In today’s world, scholars participate in conversations and debates surrounding varied topics concerning the existence of developed and underdeveloped countries and the reasons why these economic differences occur. Some researchers point to history, politics, and women’s equality, while still others call attention to structural violence and public policy. Certain topics, one could argue, have become almost household terminology, and it is easy to list them off as a means of explaining away the stark differences among standards of living. However, one issue, often overlooked and yet arguably one of the most important to consider, is that of property rights. Property rights, when well-defined and upheld by the government, allow private individuals to dictate how to utilize their resources. Having stock in these decisions leads property owners to carefully consider the cost-benefit analyses of land use. Economists claim that this process then produces efficient outcomes, otherwise known as higher living standards. This article will look at countries with some of the least effective property rights protections.
Countries With The Least Property Rights Protections
The CPIA or the Country Policy and Institutional Assessment estimates how countries’ quality of policies and institutions supports economic development. The CPIA provides a 1 to 6 rating system that assesses the extent to which countries effectively respect property and contract rights. Three analysis of three factors determine the ratings: the existence of a property and contract rights legal framework, quality of the country’s legal and judicial system, and crime and violence as they affect citizen safety and economic activity. On this rating scale, a 1 represents the worst property and contract rights, meaning that rights are barely recognized on neither a formal nor informal basis, and a rating of 6 represents the best, meaning that rights are transparent, well-protected and continuing to improve. On a list of twelve countries with the worst property rights regulations, the countries with the lowest ratings (a 1.5) are South Sudan, Central African Republic, and Afghanistan. The remaining nine nations were all given a 2 point rating. These are Haiti, East Timor, Zimbabwe, Sudan, Papua New Guinea, Guinea, Yemen, Guinea-Bissau, and the DR Congo. A 2 on the rating scale means that the government has not provided a framework for defining property rights clearly and that the citizens depend on informal systems which are manipulated by government officials without warning.

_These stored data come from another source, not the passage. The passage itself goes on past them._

#![forbid(unsafe_code)]

pub mod app;
pub mod background;
pub mod config;
pub mod core;
pub mod error;
pub mod field;
pub mod noise;
pub mod render;
pub mod sampler;
pub mod scene;
pub mod text;
pub mod trail;

pub use app::SketchApp;
pub use config::{BackgroundSpec, FillRule, SketchConfig, TileShape, WordEntry};
pub use core::{Canvas, Point, Rect, Rgba8, Vec2, remap};
pub use error::{GlyphdriftError, GlyphdriftResult};
pub use field::{FieldContext, FieldEffect};
pub use noise::Noise2;
pub use render::{FrameRenderer, FrameRgba};
pub use sampler::GlyphSampler;
pub use scene::SceneState;
pub use trail::{TrailBuffer, TrailSample};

The Need for Property Rights Regulations
Given the importance of property rights to economic growth, it comes as no surprise that the countries with the least stable regulations are found throughout the developing world. Clear-cut property rights regulation has a direct correlation with gross domestic product (GDP) per capita. Countries with the best property protections enjoy a GDP that is twice as high as those countries on the lower end of the rating scale. Not only are property rights and development linked, but the absence of regulation strips private individuals and families of both their right to use the land as they determine most beneficial and their right to trade or sell the property voluntarily. The evidence is clear. Property protection, the pursuit of self-interest (when it does not infringe upon the rights of others), and increased trade opportunities provide countries with the best chance for economic development.